Input data:
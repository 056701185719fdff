//! File identity normalization.

use path_clean::PathClean;
use std::path::{Path, PathBuf};

/// Normalize `path` into the identity used by the graph and cache.
///
/// Relative paths are joined onto the current working directory and the
/// result is lexically cleaned (`.` and `..` segments resolved). Symlinks are
/// not followed and the file does not need to exist, since watcher events for
/// removed files must still map onto the same node.
pub fn normalize_path(path: impl AsRef<Path>) -> PathBuf {
    let path = path.as_ref();
    if path.is_absolute() {
        return path.clean();
    }

    match std::env::current_dir() {
        Ok(cwd) => normalize_path_from(path, &cwd),
        Err(_) => path.clean(),
    }
}

/// Normalize `path` against an explicit base directory.
pub fn normalize_path_from(path: impl AsRef<Path>, base: &Path) -> PathBuf {
    let path = path.as_ref();
    if path.is_absolute() {
        path.clean()
    } else {
        base.join(path).clean()
    }
}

What needs to be done:
A word-for-word repetition of the listing above is required.

Expected answer:
repository 056701185719fdff
//! File identity normalization.

use path_clean::PathClean;
use std::path::{Path, PathBuf};

/// Normalize `path` into the identity used by the graph and cache.
///
/// Relative paths are joined onto the current working directory and the
/// result is lexically cleaned (`.` and `..` segments resolved). Symlinks are
/// not followed and the file does not need to exist, since watcher events for
/// removed files must still map onto the same node.
pub fn normalize_path(path: impl AsRef<Path>) -> PathBuf {
    let path = path.as_ref();
    if path.is_absolute() {
        return path.clean();
    }

    match std::env::current_dir() {
        Ok(cwd) => normalize_path_from(path, &cwd),
        Err(_) => path.clean(),
    }
}

/// Normalize `path` against an explicit base directory.
pub fn normalize_path_from(path: impl AsRef<Path>, base: &Path) -> PathBuf {
    let path = path.as_ref();
    if path.is_absolute() {
        path.clean()
    } else {
        base.join(path).clean()
    }
}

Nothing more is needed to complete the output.